The hardest part in this case is to determine whether we're running in such mode. Let's consider three cases assuming we'd like to impose restrictions in Document::SetCookie:

  • We're running code from this call stack:
[Document::SetCookie]
[first_party_js_helper]
[tracking_js]
  • We're running code from this call stack:
[Document::SetCookie]
[first_party_js_helper]
[promise_resolve_handler]

and the promise would have been created (maybe after going through a chain) from:

[first_party_js_helper2]
[tracking_js]
  • We're running code from:
[Document::SetCookie]
[dynamically_generated_code]

And dynamically_generated_code comes from the onerror handler of an img with an invalid source, or some such, where the event handler is set by the tracking script.

I propose the following strategy (a back of the envelope design):

  • Add a "trackersOnCallStack" counter to JSContext.
  • Use the VM instrumentation API to instrument function call prolog/epilogs.
  • Allow passing an initialTrackersOnCallStack argument through js::CompileOptions and set the JSScript's newly introduced initialTrackersOnCallStack field to that same amount.
  • In the prolog, increment the trackersOnCallStack counter of the current JSContext by the running JSScript's initialTrackersOnCallStack. In the epilog, decrement it by the same amount. This should deal with things like dynamically generated event handlers.
  • When compiling new script global scopes, pass 1 for initialTrackersOnCallStack.
  • Propagate the trackersOnCallStack count through asynchronous call stacks (e.g. promises and timeouts) manually.

It seems that with all of this in place, we should be able to look at nsContentUtils::GetCurrentJSContext()->trackersOnCallStack() at any time to know whether to turn on mitigations against third-party trackers execuring in the first-party context.

Initially for prototyping purposes, we can avoid doing the VM instrumentation part by disabling the JS JIT and just instrumenting the interpreter to validate the approach.

Ted's help was essential in figuring out the SpiderMonkey side of this plan.

Priority: -- → P3

I don’t see how this possibly be fruitful. Broadly speaking, even if this could work, couldn’t websites trivially workaround this by CNAME-ing a subdomain to the tracker’s CDN and loading the tracking script from this first-party subdomain? That’ll usually be less work than including the tracking code on every page like they were already happy to do.

And narrowly speaking, I don’t see how this could even work in the first place. Third-party scripts could easily workaround this callstack check as described simply by communicating via global variables. Trackers like Google Analytics already ask websites to include an inline script (which will be first-party under this categorization, right?), they could just say setInterval(function() { (new Function(window.workaround))(); }, 1000); and the code downloaded from the third-party domain would be able to do whatever it wanted as a first-party script, right?

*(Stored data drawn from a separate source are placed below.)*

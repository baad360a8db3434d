//! Scrape command implementation

use crate::config::Config;
use crate::crawl::{
    inspect_raw, probe_document, save_raw_page, DynamicReason, Fetcher, ProbeOutcome,
    RawDiagnostics, SpaFramework,
};
use crate::dataset::write_records;
use crate::error::Result;
use crate::models::Record;
use crate::parse::extract_candidates;
use crate::progress::add_spinner;
use serde::{Deserialize, Serialize};
use tracing::{info, warn};

/// Overrides for a scrape run
#[derive(Debug, Clone, Default)]
pub struct ScrapeOptions {
    /// Fetch this URL instead of the configured one
    pub url: Option<String>,
    /// Write extracted candidates to the dataset CSV
    pub export: bool,
}

/// How the scrape ended
#[derive(Debug, Clone, PartialEq, Serialize, Deserialize)]
#[serde(tag = "status", rename_all = "snake_case")]
pub enum ScrapeStatus {
    /// The request failed; nothing was saved
    FetchFailed { error: String },
    /// The page needs client-side rendering
    DynamicContent {
        reason: DynamicReason,
        frameworks: Vec<SpaFramework>,
    },
    /// Catalog cards were found in the static markup
    Candidates { count: usize },
}

/// Result of a scrape run
#[derive(Debug, Clone, Serialize, Deserialize)]
pub struct ScrapeReport {
    pub url: String,
    pub http_status: Option<u16>,
    pub content_type: Option<String>,
    pub raw_output: Option<String>,
    pub status: ScrapeStatus,
    pub records: Vec<Record>,
    pub diagnostics: Option<RawDiagnostics>,
    pub exported_to: Option<String>,
}

impl ScrapeReport {
    pub fn failed(&self) -> bool {
        matches!(self.status, ScrapeStatus::FetchFailed { .. })
    }
}

/// Fetch the catalog page once, save it, and probe it for content.
///
/// Network failures are reported through [`ScrapeStatus::FetchFailed`];
/// only local failures (writing the side file or export) are errors.
pub async fn cmd_scrape(config: &Config, options: ScrapeOptions) -> Result<ScrapeReport> {
    let url = options.url.unwrap_or_else(|| config.scrape.url.clone());
    info!("Scraping {}", url);

    let fetcher = Fetcher::new(&config.scrape)?;
    let spinner = add_spinner(format!("Fetching {}", url));
    let fetched = fetcher.fetch(&url).await;
    spinner.finish_and_clear();

    let page = match fetched {
        Ok(page) => page,
        Err(e) if e.is_network() => {
            warn!("Fetch failed: {}", e);
            return Ok(ScrapeReport {
                url,
                http_status: None,
                content_type: None,
                raw_output: None,
                status: ScrapeStatus::FetchFailed {
                    error: e.to_string(),
                },
                records: Vec::new(),
                diagnostics: None,
                exported_to: None,
            });
        }
        Err(e) => return Err(e),
    };

    let raw_path = config.raw_output_path();
    save_raw_page(&raw_path, &page.body)?;

    let mut report = ScrapeReport {
        url: page.url.clone(),
        http_status: Some(page.status),
        content_type: page.content_type.clone(),
        raw_output: Some(raw_path.display().to_string()),
        status: ScrapeStatus::Candidates { count: 0 },
        records: Vec::new(),
        diagnostics: None,
        exported_to: None,
    };

    let document = page.document();
    match probe_document(&document) {
        ProbeOutcome::Dynamic { reason, frameworks } => {
            warn!("Page requires dynamic rendering: {}", reason);
            report.diagnostics = Some(inspect_raw(&page.body));
            report.status = ScrapeStatus::DynamicContent { reason, frameworks };
        }
        ProbeOutcome::Candidates(elements) => {
            info!("Found {} candidate elements", elements.len());
            report.status = ScrapeStatus::Candidates {
                count: elements.len(),
            };
            report.records = extract_candidates(&elements, &page.url);
        }
    }

    if options.export && !report.records.is_empty() {
        let path = config.input_path();
        write_records(&path, &report.records)?;
        report.exported_to = Some(path.display().to_string());
    }

    Ok(report)
}

/// Print scrape results to console
pub fn print_scrape_report(report: &ScrapeReport, sample: usize) {
    println!("\n🔍 Catalog scrape: {}\n", report.url);

    if let ScrapeStatus::FetchFailed { error } = &report.status {
        println!("❌ Error fetching page: {}", error);
        return;
    }

    if let Some(status) = report.http_status {
        println!(
            "  HTTP {} ({})",
            status,
            report.content_type.as_deref().unwrap_or("unknown content type")
        );
    }

    match &report.status {
        ScrapeStatus::FetchFailed { .. } => {}
        ScrapeStatus::DynamicContent { reason, frameworks } => {
            println!("⚠️  Page requires dynamic rendering ({})", reason);
            if !frameworks.is_empty() {
                let names: Vec<String> = frameworks.iter().map(|f| f.to_string()).collect();
                println!("   Frameworks: {}", names.join(", "));
            }
        }
        ScrapeStatus::Candidates { count } => {
            println!("✓ Found {} candidate elements", count);
            println!("  Extracted records: {}", report.records.len());
            for record in report.records.iter().take(sample) {
                if record.url().is_empty() {
                    println!("  • {}", record.name());
                } else {
                    println!("  • {} ({})", record.name(), record.url());
                }
            }
        }
    }

    if let Some(path) = &report.raw_output {
        println!("\n💾 Raw page saved to {}", path);
    }
    if let Some(path) = &report.exported_to {
        println!("💾 Records exported to {}", path);
    }
    if let Some(diagnostics) = &report.diagnostics {
        print_diagnostics(diagnostics);
    }
}

/// Print raw-page diagnostics to console
pub fn print_diagnostics(diagnostics: &RawDiagnostics) {
    println!("\n🧪 Page diagnostics\n");
    println!(
        "  Title: {}",
        diagnostics.title.as_deref().unwrap_or("(none)")
    );
    println!("  HTML size: {} bytes", diagnostics.html_bytes);
    println!("  Text content: {} characters", diagnostics.text_chars);
    println!("  Script tags: {}", diagnostics.script_count);

    if !diagnostics.api_paths.is_empty() {
        println!("  API paths:");
        for path in diagnostics.api_paths.iter().take(10) {
            println!("    - {}", path);
        }
    }

    if !diagnostics.findings.is_empty() {
        println!("\n  Findings:");
        for finding in &diagnostics.findings {
            println!("  • {}", finding);
        }
    }
}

You could have a notion of variables and objects being “tainted”, just like <canvas>, but I don’t see a way to avoid enormous collateral damage from either marking far too much innocent code as contaminated, or performance degradation from trying to minimize the spread of contamination dynamically at runtime.

If third-scripts were restricted to WebAssembly-like sandboxes, it would be a different story, but the cat’s out of the bag on that one. I think the recent moves to increasingly restrict third-party cookies are much more fruitful. I’ve long blocked them in all my browsers, but been forced to occasionally temporarily permit them, much to my annoyance.